* _REQUIREMENT_
In the entries that follow, the lines from the one with "records.sort_by(ranking_order);" through the one with "record.with_position(position)" are the ones to write out, exactly and with both ends included. Nothing else should appear.

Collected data

>>>

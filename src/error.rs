use axum::{
    http::StatusCode,
    response::{IntoResponse, Response},
    Json,
};

use crate::models::ErrorResponse;
use crate::service::PlayerError;

#[derive(Debug, thiserror::Error)]
pub enum ApiError {
    #[error(transparent)]
    Player(#[from] PlayerError),
    #[error("Invalid request: {0}")]
    Validation(#[from] validator::ValidationErrors),
}

impl ApiError {
    pub fn status(&self) -> StatusCode {
        match self {
            ApiError::Player(PlayerError::NotFound(_)) => StatusCode::NOT_FOUND,
            ApiError::Player(PlayerError::AlreadyExists { .. }) => StatusCode::BAD_REQUEST,
            ApiError::Player(PlayerError::Storage(_)) => StatusCode::INTERNAL_SERVER_ERROR,
            ApiError::Validation(_) => StatusCode::BAD_REQUEST,
        }
    }
}

impl IntoResponse for ApiError {
    fn into_response(self) -> Response {
        let status = self.status();
        if status.is_server_error() {
            tracing::error!("Request failed: {}", self);
        }

        let body = Json(ErrorResponse {
            error: status.to_string(),
            message: self.to_string(),
        });

        (status, body).into_response()
    }
}
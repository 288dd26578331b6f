use axum::{response::Json, http::StatusCode};
use serde::Serialize;

#[derive(Serialize)]
pub struct HealthResponse {
    pub status: String,
    pub timestamp: i64,
}

// GET /health
pub async fn health_check() -> (StatusCode, Json<HealthResponse>) {
    let response = HealthResponse {
        status: "ok".to_string(),
        timestamp: chrono::Utc::now().timestamp(),
    };

    (StatusCode::OK, Json(response))
}
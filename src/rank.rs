use std::cmp::Ordering;

use crate::models::{Player, PlayerRecord};

/// Orders players by descending points and assigns dense rank positions.
///
/// Tied players share a position and the next lower total gets the following one,
/// so points `[1000, 1000, 900]` rank as `[1, 1, 2]`. Ties are listed by last name,
/// first name, birth date and finally identifier.
pub fn rank_players(mut records: Vec<PlayerRecord>) -> Vec<Player> {
    records.sort_by(ranking_order);

    let mut position = 0;
    let mut previous_points = None;

    records
        .into_iter()
        .map(|record| {
            if previous_points != Some(record.points) {
                position += 1;
                previous_points = Some(record.points);
            }
            record.with_position(position)
        })
        .collect()
}

fn ranking_order(a: &PlayerRecord, b: &PlayerRecord) -> Ordering {
    b.points
        .cmp(&a.points)
        .then_with(|| a.last_name.cmp(&b.last_name))
        .then_with(|| a.first_name.cmp(&b.first_name))
        .then_with(|| a.birth_date.cmp(&b.birth_date))
        .then_with(|| a.identifier.cmp(&b.identifier))
}
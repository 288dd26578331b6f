use std::collections::HashMap;

use async_trait::async_trait;
use chrono::NaiveDate;
use tokio::sync::RwLock;

use super::{PlayerStore, StoreError};
use crate::models::{PlayerFields, PlayerId, PlayerRecord};

/// Process-local player store. Records are lost when the store is dropped.
#[derive(Debug, Default)]
pub struct InMemoryPlayerStore {
    records: RwLock<HashMap<PlayerId, PlayerRecord>>,
}

impl InMemoryPlayerStore {
    pub fn new() -> Self {
        Self::default()
    }

    pub fn with_records(records: impl IntoIterator<Item = PlayerRecord>) -> Self {
        let records = records
            .into_iter()
            .map(|record| (record.identifier, record))
            .collect();
        Self {
            records: RwLock::new(records),
        }
    }
}

// Same rule as the UNIQUE constraint of the SQLite schema.
fn key_taken(
    records: &HashMap<PlayerId, PlayerRecord>,
    candidate: &PlayerRecord,
    ignore: Option<PlayerId>,
) -> bool {
    records.values().any(|record| {
        Some(record.identifier) != ignore
            && record.has_name_and_birth_date(
                &candidate.first_name,
                &candidate.last_name,
                candidate.birth_date,
            )
    })
}

#[async_trait]
impl PlayerStore for InMemoryPlayerStore {
    async fn fetch_all(&self) -> Result<Vec<PlayerRecord>, StoreError> {
        Ok(self.records.read().await.values().cloned().collect())
    }

    async fn fetch_by_id(&self, id: PlayerId) -> Result<Option<PlayerRecord>, StoreError> {
        Ok(self.records.read().await.get(&id).cloned())
    }

    async fn exists_by_name_and_birth_date(
        &self,
        first_name: &str,
        last_name: &str,
        birth_date: NaiveDate,
    ) -> Result<bool, StoreError> {
        Ok(self
            .records
            .read()
            .await
            .values()
            .any(|record| record.has_name_and_birth_date(first_name, last_name, birth_date)))
    }

    async fn insert(&self, record: PlayerRecord) -> Result<PlayerRecord, StoreError> {
        let mut records = self.records.write().await;
        if records.contains_key(&record.identifier) {
            return Err(StoreError::Backend(format!(
                "duplicate identifier {}",
                record.identifier
            )));
        }
        if key_taken(&records, &record, None) {
            return Err(StoreError::DuplicateKey);
        }
        records.insert(record.identifier, record.clone());
        Ok(record)
    }

    async fn update(
        &self,
        id: PlayerId,
        fields: PlayerFields,
    ) -> Result<Option<PlayerRecord>, StoreError> {
        let mut records = self.records.write().await;
        if !records.contains_key(&id) {
            return Ok(None);
        }
        let updated = PlayerRecord::new(id, fields);
        if key_taken(&records, &updated, Some(id)) {
            return Err(StoreError::DuplicateKey);
        }
        records.insert(id, updated.clone());
        Ok(Some(updated))
    }

    async fn delete_by_id(&self, id: PlayerId) -> Result<bool, StoreError> {
        Ok(self.records.write().await.remove(&id).is_some())
    }
}
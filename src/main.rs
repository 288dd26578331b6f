use std::str::FromStr;
use std::sync::Arc;

use sqlx::sqlite::{SqliteConnectOptions, SqlitePool};
use tracing_subscriber::{layer::SubscriberExt, util::SubscriberInitExt};

use tennis_players_api::config::Config;
use tennis_players_api::db::{self, SqlitePlayerStore};
use tennis_players_api::{router, PlayerService};

#[tokio::main]
async fn main() {
    // Initialize tracing/logging
    tracing_subscriber::registry()
        .with(
            tracing_subscriber::EnvFilter::try_from_default_env()
                .unwrap_or_else(|_| "info".into()),
        )
        .with(tracing_subscriber::fmt::layer())
        .init();

    tracing::info!("Starting api server...");

    let config = Config::from_env().expect("Invalid configuration");

    // Create database connection pool
    let options = SqliteConnectOptions::from_str(&config.database_url)
        .expect("DATABASE_URL is not a valid SQLite url")
        .create_if_missing(true);

    let pool = SqlitePool::connect_with(options)
        .await
        .expect("Failed to connect to database");

    db::init_schema(&pool)
        .await
        .expect("Failed to create database schema");

    tracing::info!("Database connection established.");

    let service = PlayerService::new(Arc::new(SqlitePlayerStore::new(pool)));
    let app = router(service);

    let addr = config.addr();
    let listener = tokio::net::TcpListener::bind(addr)
        .await
        .expect("Failed to bind to address");

    tracing::info!("Server listening on {}", addr);

    axum::serve(listener, app)
        .await
        .expect("Failed to start server.");
}
use async_trait::async_trait;
use chrono::NaiveDate;
use sqlx::sqlite::SqlitePool;

use super::{PlayerStore, StoreError};
use crate::models::{PlayerFields, PlayerId, PlayerRecord};

#[derive(Debug, Clone)]
pub struct SqlitePlayerStore {
    pool: SqlitePool,
}

impl SqlitePlayerStore {
    pub fn new(pool: SqlitePool) -> Self {
        Self { pool }
    }
}

/// The UNIQUE (first_name, last_name, birth_date) constraint rejects a write
fn map_write_error(err: sqlx::Error) -> StoreError {
    match err {
        sqlx::Error::Database(db_err) if db_err.is_unique_violation() => StoreError::DuplicateKey,
        other => StoreError::Database(other),
    }
}

#[async_trait]
impl PlayerStore for SqlitePlayerStore {
    async fn fetch_all(&self) -> Result<Vec<PlayerRecord>, StoreError> {
        let records = sqlx::query_as::<_, PlayerRecord>(
            r#"SELECT identifier, first_name, last_name, birth_date, points FROM players"#
        )
        .fetch_all(&self.pool)
        .await?;

        Ok(records)
    }

    async fn fetch_by_id(&self, id: PlayerId) -> Result<Option<PlayerRecord>, StoreError> {
        let record = sqlx::query_as::<_, PlayerRecord>(
            r#"SELECT identifier, first_name, last_name, birth_date, points
               FROM players
               WHERE identifier = ?"#
        )
        .bind(id)
        .fetch_optional(&self.pool)
        .await?;

        Ok(record)
    }

    async fn exists_by_name_and_birth_date(
        &self,
        first_name: &str,
        last_name: &str,
        birth_date: NaiveDate,
    ) -> Result<bool, StoreError> {
        let matches: i64 = sqlx::query_scalar(
            r#"SELECT EXISTS(
                   SELECT 1 FROM players
                   WHERE first_name = ? AND last_name = ? AND birth_date = ?
               )"#
        )
        .bind(first_name)
        .bind(last_name)
        .bind(birth_date)
        .fetch_one(&self.pool)
        .await?;

        Ok(matches > 0)
    }

    async fn insert(&self, record: PlayerRecord) -> Result<PlayerRecord, StoreError> {
        sqlx::query(
            r#"INSERT INTO players (identifier, first_name, last_name, birth_date, points)
               VALUES (?, ?, ?, ?, ?)"#
        )
        .bind(record.identifier)
        .bind(&record.first_name)
        .bind(&record.last_name)
        .bind(record.birth_date)
        .bind(record.points)
        .execute(&self.pool)
        .await
        .map_err(map_write_error)?;

        Ok(record)
    }

    async fn update(
        &self,
        id: PlayerId,
        fields: PlayerFields,
    ) -> Result<Option<PlayerRecord>, StoreError> {
        let result = sqlx::query(
            r#"UPDATE players
               SET first_name = ?, last_name = ?, birth_date = ?, points = ?
               WHERE identifier = ?"#
        )
        .bind(&fields.first_name)
        .bind(&fields.last_name)
        .bind(fields.birth_date)
        .bind(fields.points)
        .bind(id)
        .execute(&self.pool)
        .await
        .map_err(map_write_error)?;

        if result.rows_affected() == 0 {
            return Ok(None);
        }

        Ok(Some(PlayerRecord::new(id, fields)))
    }

    async fn delete_by_id(&self, id: PlayerId) -> Result<bool, StoreError> {
        let result = sqlx::query(r#"DELETE FROM players WHERE identifier = ?"#)
            .bind(id)
            .execute(&self.pool)
            .await?;

        Ok(result.rows_affected() > 0)
    }
}
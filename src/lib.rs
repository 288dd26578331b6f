//! Tennis player records ranked by points, served over HTTP.

pub mod config;
pub mod db;
pub mod error;
pub mod models;
pub mod rank;
pub mod routes;
pub mod service;

pub use routes::router;
pub use service::{PlayerError, PlayerService};
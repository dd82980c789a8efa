// Catalog and settings loading.

pub mod loader;
pub mod types;

pub use loader::{SETTINGS_FILE, check_catalog_files, load_catalogs, load_settings};
pub use types::{
    Catalogs, ParameterSpec, ParameterType, PipelineProfile, Settings, StageEntry, TokenPolicy,
    ToolDefinition,
};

<<<

* _THE ANSWER_
    records.sort_by(ranking_order);

    let mut position = 0;
    let mut previous_points = None;

    records
        .into_iter()
        .map(|record| {
            if previous_points != Some(record.points) {
                position += 1;
                previous_points = Some(record.points);
            }
            record.with_position(position)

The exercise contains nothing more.